Polícia Civil prende empresário suspeito de falsificar extintores

Polícia Civil prende empresário suspeito de falsificar extintores
Divulgação

Um empresário suspeito de falsificar extintores de incêndio, selos do Inmetro (Instituto Nacional de Metrologia, Normalização e Qualidade Industrial) e de empresas fabricantes do produto foi preso em flagrante pela Polícia Civil de SMOeste na manhã desta sexta-feira, dia 6, durante a "Operação ABC". O nome se refere à falsificação dos extintores de composição "ABC".

De acordo com o delegado coordenador da DICFron (Divisão de Investigação Criminal de Fronteira), Cléverson Müller, o caso vinha sendo investigado há meses desde quando começaram a aparecer extintores adulterados em vários municípios do extremo oeste.

Durante a operação foram cumpridos mandados de busca e apreensão na empresa Darb Extintores e na residência de L.D., local onde foram apreendidos 69 extintores adulterados, computadores, impressoras, várias folhas impressas de selos do Inmetro falsificados e materiais para impressão, também um revólver calibre .38 com seis munições intactas.

 

O ESQUEMA

O delegado coordenador da DIC/Fron detalhou que o autor adquiria frascos de extintores vencidos utilizando-se de sua empresa, pintava/limpava as embalagens já antigas - que deveriam ser descartadas - e colocava um selo falsificado do Inmetro e de uma empresa fabricante de extintor.

Os selos do Inmetro eram confeccionados na própria residência, impressos em duas impressoras jato de tinta e posteriormente plastificados e colados nos cascos já vencidos.

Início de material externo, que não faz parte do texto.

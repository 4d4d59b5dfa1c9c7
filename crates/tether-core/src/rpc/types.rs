//! Request and response bodies carried in JSON-RPC `params` / `result`.

use crate::registry::PluginStatus;
use crate::{Result, TetherError};
use serde::{Deserialize, Serialize};
use std::collections::HashMap;

/// Free-form string metadata attached to calls and messages.
pub type Metadata = HashMap<String, String>;

/// Declared type of a [`Parameter`] value.
///
/// The protocol does not check that `value` actually parses as this type.
#[derive(Debug, Clone, Copy, Default, PartialEq, Eq, Hash, Serialize, Deserialize)]
#[serde(rename_all = "SCREAMING_SNAKE_CASE")]
pub enum ParameterType {
    #[default]
    String,
    Int,
    Float,
    Bool,
    Json,
    Bytes,
}

/// A named, typed, string-encoded value.
#[derive(Debug, Clone, Default, PartialEq, Eq, Serialize, Deserialize)]
pub struct Parameter {
    pub name: String,
    #[serde(rename = "type", default)]
    pub kind: ParameterType,
    #[serde(default)]
    pub value: String,
}

impl Parameter {
    pub fn new(name: impl Into<String>, kind: ParameterType, value: impl Into<String>) -> Self {
        Self {
            name: name.into(),
            kind,
            value: value.into(),
        }
    }

    pub fn string(name: impl Into<String>, value: impl Into<String>) -> Self {
        Self::new(name, ParameterType::String, value)
    }

    pub fn int(name: impl Into<String>, value: i64) -> Self {
        Self::new(name, ParameterType::Int, value.to_string())
    }

    pub fn float(name: impl Into<String>, value: f64) -> Self {
        Self::new(name, ParameterType::Float, value.to_string())
    }

    pub fn bool(name: impl Into<String>, value: bool) -> Self {
        Self::new(name, ParameterType::Bool, value.to_string())
    }

    pub fn json(name: impl Into<String>, value: &serde_json::Value) -> Self {
        Self::new(name, ParameterType::Json, value.to_string())
    }

    /// Parse the value as an integer.
    pub fn as_i64(&self) -> Result<i64> {
        self.value.trim().parse().map_err(|e| self.invalid("integer", e))
    }

    /// Parse the value as a float.
    pub fn as_f64(&self) -> Result<f64> {
        self.value.trim().parse().map_err(|e| self.invalid("number", e))
    }

    /// Parse the value as a boolean (`true` / `false`).
    pub fn as_bool(&self) -> Result<bool> {
        self.value.trim().parse().map_err(|e| self.invalid("boolean", e))
    }

    /// Parse the value as JSON.
    pub fn as_json(&self) -> Result<serde_json::Value> {
        serde_json::from_str(&self.value).map_err(|e| self.invalid("JSON", e))
    }

    fn invalid(&self, expected: &str, err: impl std::fmt::Display) -> TetherError {
        TetherError::Validation {
            field: self.name.clone(),
            message: format!("{:?} is not a valid {}: {}", self.value, expected, err),
        }
    }
}

/// Function invocation, in either direction.
#[derive(Debug, Clone, Default, PartialEq, Serialize, Deserialize)]
pub struct CallRequest {
    pub function_name: String,
    #[serde(default)]
    pub parameters: Vec<Parameter>,
    #[serde(default)]
    pub request_id: String,
    #[serde(default)]
    pub metadata: Metadata,
}

impl CallRequest {
    /// Build a request with a fresh random request id.
    pub fn new(function_name: impl Into<String>, parameters: Vec<Parameter>) -> Self {
        Self {
            function_name: function_name.into(),
            parameters,
            request_id: uuid::Uuid::new_v4().to_string(),
            metadata: Metadata::new(),
        }
    }

    pub fn with_metadata(mut self, key: impl Into<String>, value: impl Into<String>) -> Self {
        self.metadata.insert(key.into(), value.into());
        self
    }

    /// Plugin a relay call is addressed to, if any.
    pub fn target_plugin_id(&self) -> Option<&str> {
        self.metadata
            .get(super::metadata::TARGET_PLUGIN_ID)
            .map(String::as_str)
            .filter(|id| !id.is_empty())
    }
}

/// Outcome of a function invocation.
///
/// Routing and user-function failures are carried here with an error code,
/// never as a transport error.
#[derive(Debug, Clone, Default, PartialEq, Serialize, Deserialize)]
pub struct CallResponse {
    pub success: bool,
    #[serde(default)]
    pub message: String,
    #[serde(default, skip_serializing_if = "Option::is_none")]
    pub result: Option<Parameter>,
    #[serde(default, skip_serializing_if = "String::is_empty")]
    pub error_code: String,
    #[serde(default)]
    pub request_id: String,
}

impl CallResponse {
    pub fn ok(request_id: impl Into<String>, result: Parameter) -> Self {
        Self {
            success: true,
            message: "call succeeded".to_string(),
            result: Some(result),
            error_code: String::new(),
            request_id: request_id.into(),
        }
    }

    pub fn failure(
        request_id: impl Into<String>,
        error_code: &str,
        message: impl Into<String>,
    ) -> Self {
        Self {
            success: false,
            message: message.into(),
            result: None,
            error_code: error_code.to_string(),
            request_id: request_id.into(),
        }
    }

    /// Result value of a successful call.
    pub fn value(&self) -> Option<&str> {
        self.result.as_ref().map(|p| p.value.as_str())
    }
}

/// Push-style notification delivered over a message stream.
#[derive(Debug, Clone, Default, PartialEq, Serialize, Deserialize)]
pub struct MessageRequest {
    pub message_id: String,
    pub message_type: String,
    #[serde(default)]
    pub content: String,
    /// Unix seconds.
    #[serde(default)]
    pub timestamp: i64,
    #[serde(default)]
    pub metadata: Metadata,
}

impl MessageRequest {
    pub fn new(message_type: impl Into<String>, content: impl Into<String>) -> Self {
        Self {
            message_id: uuid::Uuid::new_v4().to_string(),
            message_type: message_type.into(),
            content: content.into(),
            timestamp: chrono::Utc::now().timestamp(),
            metadata: Metadata::new(),
        }
    }
}

/// Acknowledgement returned when a message stream ends.
#[derive(Debug, Clone, Default, PartialEq, Eq, Serialize, Deserialize)]
pub struct MessageResponse {
    pub success: bool,
    #[serde(default)]
    pub message: String,
    pub processed_count: u64,
}

#[derive(Debug, Clone, Default, PartialEq, Eq, Serialize, Deserialize)]
pub struct RegisterRequest {
    pub plugin_id: String,
    pub plugin_name: String,
    pub version: String,
    #[serde(default)]
    pub description: String,
    /// The plugin's inbound server port.
    pub port: u16,
    #[serde(default)]
    pub capabilities: Vec<String>,
    #[serde(default)]
    pub functions: Vec<String>,
    /// Token the host injected at spawn; absent for manually started plugins.
    #[serde(default, skip_serializing_if = "Option::is_none")]
    pub launch_token: Option<String>,
}

#[derive(Debug, Clone, Default, PartialEq, Eq, Serialize, Deserialize)]
pub struct RegisterResponse {
    pub success: bool,
    #[serde(default)]
    pub message: String,
    #[serde(default)]
    pub host_id: String,
}

#[derive(Debug, Clone, PartialEq, Eq, Serialize, Deserialize)]
pub struct HeartbeatRequest {
    pub plugin_id: String,
    /// Unix seconds.
    pub timestamp: i64,
    pub status: PluginStatus,
}

#[derive(Debug, Clone, Default, PartialEq, Eq, Serialize, Deserialize)]
pub struct HeartbeatResponse {
    pub success: bool,
    #[serde(default)]
    pub message: String,
    /// Unix seconds.
    #[serde(default)]
    pub server_timestamp: i64,
}

#[derive(Debug, Clone, Copy, Default, PartialEq, Eq, Serialize, Deserialize)]
#[serde(rename_all = "lowercase")]
pub enum LogLevel {
    Debug,
    #[default]
    Info,
    Warn,
    Error,
}

impl std::fmt::Display for LogLevel {
    fn fmt(&self, f: &mut std::fmt::Formatter<'_>) -> std::fmt::Result {
        let s = match self {
            LogLevel::Debug => "debug",
            LogLevel::Info => "info",
            LogLevel::Warn => "warn",
            LogLevel::Error => "error",
        };
        write!(f, "{}", s)
    }
}

#[derive(Debug, Clone, PartialEq, Eq, Serialize, Deserialize)]
pub struct LogRequest {
    pub plugin_id: String,
    pub level: LogLevel,
    /// Unix seconds.
    pub timestamp: i64,
    pub message: String,
}

#[derive(Debug, Clone, Default, PartialEq, Eq, Serialize, Deserialize)]
pub struct LogResponse {
    pub success: bool,
}

#[derive(Debug, Clone, Default, PartialEq, Eq, Serialize, Deserialize)]
pub struct StatusRequest {
    #[serde(default)]
    pub include_metrics: bool,
}

#[derive(Debug, Clone, PartialEq, Eq, Serialize, Deserialize)]
pub struct StatusResponse {
    pub status: PluginStatus,
    /// Seconds since the plugin started.
    pub uptime: u64,
    pub active_functions: Vec<String>,
    #[serde(default, skip_serializing_if = "HashMap::is_empty")]
    pub metrics: HashMap<String, String>,
}

#[derive(Debug, Clone, Default, PartialEq, Eq, Serialize, Deserialize)]
pub struct ShutdownRequest {
    #[serde(default)]
    pub reason: String,
}

#[derive(Debug, Clone, Default, PartialEq, Eq, Serialize, Deserialize)]
pub struct ShutdownResponse {
    pub success: bool,
    #[serde(default)]
    pub message: String,
}

/// Static plugin metadata printed in metadata query mode.
#[derive(Debug, Clone, Default, PartialEq, Eq, Serialize, Deserialize)]
pub struct PluginDescriptor {
    pub id: String,
    pub name: String,
    pub version: String,
    #[serde(default)]
    pub description: String,
    #[serde(default, skip_serializing_if = "String::is_empty")]
    pub logo: String,
    #[serde(default)]
    pub capabilities: Vec<String>,
    #[serde(default)]
    pub functions: Vec<String>,
}

#[cfg(test)]
mod tests {
    use super::*;

    #[test]
    fn test_parameter_wire_format() {
        let param = Parameter::string("a", "x");
        let json = serde_json::to_value(&param).unwrap();
        assert_eq!(json, serde_json::json!({"name": "a", "type": "STRING", "value": "x"}));

        let parsed: Parameter =
            serde_json::from_value(serde_json::json!({"name": "n", "type": "FLOAT", "value": "2.5"}))
                .unwrap();
        assert_eq!(parsed.kind, ParameterType::Float);
        assert_eq!(parsed.as_f64().unwrap(), 2.5);
    }

    #[test]
    fn test_parameter_parse_failure_names_field() {
        let param = Parameter::new("count", ParameterType::Int, "seven");
        match param.as_i64() {
            Err(TetherError::Validation { field, .. }) => assert_eq!(field, "count"),
            other => panic!("Expected Validation error, got {:?}", other),
        }
    }

    #[test]
    fn test_target_plugin_id_ignores_empty_value() {
        let req = CallRequest::new("Echo", vec![]);
        assert_eq!(req.target_plugin_id(), None);

        let req = req.with_metadata("target_plugin_id", "");
        assert_eq!(req.target_plugin_id(), None);

        let req = req.with_metadata("target_plugin_id", "other");
        assert_eq!(req.target_plugin_id(), Some("other"));
    }

    #[test]
    fn test_failure_response_shape() {
        let resp = CallResponse::failure("r1", "FUNCTION_NOT_FOUND", "function Nope not found");
        let json = serde_json::to_value(&resp).unwrap();
        assert_eq!(json["success"], false);
        assert_eq!(json["error_code"], "FUNCTION_NOT_FOUND");
        assert_eq!(json["request_id"], "r1");
        assert!(json.get("result").is_none());
    }

    #[test]
    fn test_descriptor_omits_empty_logo() {
        let descriptor = PluginDescriptor {
            id: "p".into(),
            name: "P".into(),
            version: "1.0.0".into(),
            ..Default::default()
        };
        let json = serde_json::to_string(&descriptor).unwrap();
        assert!(!json.contains("logo"));
        assert!(json.contains("\"functions\":[]"));
    }
}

Os extintores eram vendidos a R$ 50, quando no mercado os extintores ABC estão cotados no valor mínimo de R$ 100.

 

SAIBA MAIS

O extintor de incêndio é um equipamento de segurança que só é utilizado quando necessário e, portanto, "deve funcionar". O conteúdo interno destes extintores pode não ter a finalidade para qual é destinado, desta forma, coloca os consumidores em risco, seu patrimônio e, o pior, as suas próprias vidas, segundo explica o delegado Cléverson Müller.

O homem foi encaminhado à UPA (Unidade Prisional Avançada de SMOeste), já que não há possibilidade de arbitramento de fiança para os crimes, cujas penas somadas podem chegar a oito anos de prisão.